Das Paar NZD/USD zieht nach einem moderaten Intraday-Anstieg in den Bereich von 0,5930 einige Verkäufer an und dümpelt während der frühen europäischen Sitzung am Dienstag nahe dem unteren Ende seiner Tagesspanne. Bärische Händler warten nun auf einen Bruch unter die Marke von 0,5900, bevor sie sich für eine Ausweitung des jüngsten Pullbacks aus der Nähe der psychologischen Marke von 0,6000 bzw. des im August erreichten Dreimonatshochs positionieren.

Der US-Dollar (USD) gewinnt wieder an positiver Dynamik, da Händler angesichts der von steigenden Energiepreisen ausgehenden Inflationsrisiken weiterhin eine höhere Wahrscheinlichkeit für eine Zinserhöhung der US-Notenbank Federal Reserve (Fed) im September einpreisen. Hinzu kommt, dass eine weitere Eskalation der Spannungen zwischen den USA und dem Iran als ein weiterer Faktor gilt, der den sicheren Hafen Greenback stützt und das Paar NZD/USD unter Abwärtsdruck setzt.

Die Abwärtsbewegung scheint jedoch abgefedert, da Händler möglicherweise davon absehen, aggressive Wetten einzugehen, und es vorziehen, die geldpolitische Sitzung der Reserve Bank of New Zealand (RBNZ) am Mittwoch abzuwarten. Der Fokus wird sich dann auf die mit Spannung erwarteten monatlichen US-Arbeitsmarktdaten richten, die allgemein als Nonfarm Payrolls (NFP) Bericht am Freitag bekannt sind. Abgesehen davon dürften geopolitische Schlagzeilen dem Paar NZD/USD zusätzlichen Auftrieb geben.

Aus technischer Sicht könnte ein Intraday-Durchbruch unter den 100-Perioden Simple Moving Average (SMA) auf dem 4-Stunden-Chart als wichtiger Auslöser für bärische Händler angesehen werden. Darüber hinaus liegt der Indikator Moving Average Convergence Divergence (MACD) weiterhin leicht unter null und der Relative Strength Index (RSI) verharrt im mittleren 30er-Bereich, was zusammen auf ein nachlassendes bullisches Momentum nach der jüngsten Erholung hindeutet.

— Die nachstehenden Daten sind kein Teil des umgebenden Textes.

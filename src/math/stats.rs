//! Descriptive statistics over `f64` slices.
//!
//! Conventions match the tabular tooling analysts compare against:
//! sample standard deviation uses `n - 1`, quantiles interpolate linearly
//! between order statistics, the median of an even sample averages the two
//! middle values.

use statrs::distribution::{ContinuousCDF, Normal};

use crate::error::AppError;

pub fn mean(xs: &[f64]) -> f64 {
    if xs.is_empty() {
        return f64::NAN;
    }
    xs.iter().sum::<f64>() / xs.len() as f64
}

/// Sample standard deviation (`n - 1` denominator). `NaN` below two points.
pub fn std_dev(xs: &[f64]) -> f64 {
    let n = xs.len();
    if n < 2 {
        return f64::NAN;
    }
    let m = mean(xs);
    let var = xs.iter().map(|x| (x - m).powi(2)).sum::<f64>() / (n as f64 - 1.0);
    var.sqrt()
}

/// Population standard deviation (ML estimate, `n` denominator).
pub fn std_dev_population(xs: &[f64]) -> f64 {
    if xs.is_empty() {
        return f64::NAN;
    }
    let m = mean(xs);
    (xs.iter().map(|x| (x - m).powi(2)).sum::<f64>() / xs.len() as f64).sqrt()
}

pub fn min(xs: &[f64]) -> f64 {
    xs.iter().copied().fold(f64::INFINITY, f64::min)
}

pub fn max(xs: &[f64]) -> f64 {
    xs.iter().copied().fold(f64::NEG_INFINITY, f64::max)
}

/// First differences `x[t] - x[t-1]`.
pub fn diff(xs: &[f64]) -> Vec<f64> {
    xs.windows(2).map(|w| w[1] - w[0]).collect()
}

fn sorted(xs: &[f64]) -> Vec<f64> {
    let mut v = xs.to_vec();
    v.sort_by(|a, b| a.total_cmp(b));
    v
}

/// Linear-interpolation quantile, `q ∈ [0, 1]`.
pub fn quantile(xs: &[f64], q: f64) -> f64 {
    quantile_sorted(&sorted(xs), q)
}

fn quantile_sorted(sorted: &[f64], q: f64) -> f64 {
    if sorted.is_empty() {
        return f64::NAN;
    }
    let pos = q.clamp(0.0, 1.0) * (sorted.len() - 1) as f64;
    let lo = pos.floor() as usize;
    let hi = pos.ceil() as usize;
    let frac = pos - lo as f64;
    sorted[lo] + frac * (sorted[hi] - sorted[lo])
}

/// Quantiles for several levels with a single sort.
pub fn quantiles(xs: &[f64], qs: &[f64]) -> Vec<f64> {
    let s = sorted(xs);
    qs.iter().map(|&q| quantile_sorted(&s, q)).collect()
}

pub fn median(xs: &[f64]) -> f64 {
    quantile(xs, 0.5)
}

fn standard_normal() -> Result<Normal, AppError> {
    Normal::new(0.0, 1.0).map_err(|e| AppError::estimation("normal distribution", e.to_string()))
}

/// Standard normal CDF.
pub fn norm_cdf(x: f64) -> Result<f64, AppError> {
    Ok(standard_normal()?.cdf(x))
}

/// Standard normal quantile.
pub fn norm_ppf(p: f64) -> Result<f64, AppError> {
    Ok(standard_normal()?.inverse_cdf(p))
}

Das Paar NZD/USD hält sich jedoch über dem 200-Perioden-SMA bei 0,5876, wodurch der kurzfristige Bias neutral bleibt, aber durch das nahegelegene Überangebot nach oben begrenzt wird. Zudem stützt die aufwärts gerichtete Trendlinienmarke um 0,5900 weiterhin die Kursentwicklung, weshalb es ratsam ist, auf einen Bruch unter die genannte Marke zu warten, bevor man sich für einen Rückgang zum 200-Perioden-SMA bei 0,5876 positioniert, wo Käufer den breiteren Aufwärtstrend verteidigen könnten.

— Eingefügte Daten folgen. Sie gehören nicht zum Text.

//! VAR vs VECM decision and estimation.
//!
//! Rules:
//! 1. cointegration rank > 0: VECM in levels with that rank,
//!    `k_ar_diff = max(1, p_aic - 1)`
//! 2. otherwise: VAR after differencing every non-stationary variable once
//!    (rate-of-change variables are never differenced)
//!
//! `p_aic` always comes from VAR lag selection on the table that is fitted.

use tracing::info;

use super::analyzer::{Analysis, StationarityCointegrationAnalyzer};
use super::model::FittedModel;
use super::var::{default_maxlags, fit_var, select_order};
use super::vecm::fit_vecm;
use crate::domain::{Frame, VariableSpec};
use crate::error::AppError;

/// Everything estimation produced for one run.
#[derive(Debug, Clone)]
pub struct Estimation {
    pub analysis: Analysis,
    pub fitted: FittedModel,
    /// The table the model was fitted on (differenced where applicable).
    pub model_frame: Frame,
}

impl Estimation {
    pub fn was_differenced(&self, name: &str) -> bool {
        match &self.fitted {
            FittedModel::Var { differenced, .. } => differenced.iter().any(|d| d == name),
            FittedModel::Vecm { .. } => false,
        }
    }
}

pub struct ModelSelector<'a> {
    analyzer: StationarityCointegrationAnalyzer<'a>,
}

impl<'a> ModelSelector<'a> {
    pub fn new(analyzer: StationarityCointegrationAnalyzer<'a>) -> Self {
        Self { analyzer }
    }

    /// `frame` holds the modeled variables, target first.
    pub fn select_and_fit(&self, frame: &Frame, specs: &[VariableSpec]) -> Result<Estimation, AppError> {
        let analysis = self.analyzer.analyze(frame, specs)?;

        if analysis.cointegration_rank > 0 {
            let levels = frame.to_matrix();
            let maxlags = default_maxlags(levels.nrows(), levels.ncols());
            let p = select_order(&levels, maxlags)?.selected;
            let k_ar_diff = p.saturating_sub(1).max(1);
            let model = fit_vecm(&levels, k_ar_diff, analysis.cointegration_rank)?;
            info!(rank = analysis.cointegration_rank, k_ar_diff, "model: VECM");
            return Ok(Estimation {
                analysis,
                fitted: FittedModel::Vecm { model },
                model_frame: frame.clone(),
            });
        }

        let differenced = differencing_plan(&analysis, specs);
        let mut model_frame = frame.clone();
        for name in &differenced {
            model_frame.difference_column(name)?;
        }
        let model_frame = model_frame.drop_incomplete_rows();

        let data = model_frame.to_matrix();
        let maxlags = default_maxlags(data.nrows(), data.ncols());
        let p = select_order(&data, maxlags)?.selected;
        let model = fit_var(&data, p, 0)?;
        info!(lags = p, differenced = ?differenced, "model: VAR");

        Ok(Estimation {
            analysis,
            fitted: FittedModel::Var { model, differenced },
            model_frame,
        })
    }
}

/// Non-stationary variables that get differenced before a VAR.
pub fn differencing_plan(analysis: &Analysis, specs: &[VariableSpec]) -> Vec<String> {
    analysis
        .non_stationary
        .iter()
        .filter(|name| {
            !specs
                .iter()
                .any(|s| &s.name == *name && s.transform.is_rate_of_change())
        })
        .cloned()
        .collect()
}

Auf der Oberseite wird der erste Widerstand durch den 100-Perioden-SMA bei 0,5915 definiert, und ein nachhaltiger Durchbruch über diese Barriere wäre nötig, um einen konstruktiveren Weg für das Paar NZD/USD wieder zu eröffnen.

(Die technische Analyse dieser Nachricht wurde mit Hilfe eines KI-Tools verfasst. Mehr erfahren.)

NZD/USD 4-Stunden-Chart

Chart Analysis NZD/USD

Wirtschaftsindikator

Zinsentscheidung der RBNZ

Die Reserve Bank of New Zealand (RBNZ) gibt nach jeder ihrer sieben planmäßigen geldpolitischen Sitzungen im Jahr ihre Zinssatzentscheidung bekannt. Ist die RBNZ restriktiv („hawkish“) und erwartet steigenden Inflationsdruck, erhöht sie den Official Cash Rate (OCR), um die Inflation zu senken. Das wirkt sich positiv auf den Neuseeland-Dollar (NZD) aus, da höhere Zinsen mehr Kapitalzuflüsse anziehen. Umgekehrt senkt die RBNZ den OCR, wenn sie die Inflation für zu niedrig hält, was tendenziell zu einer Abschwächung des NZD führt.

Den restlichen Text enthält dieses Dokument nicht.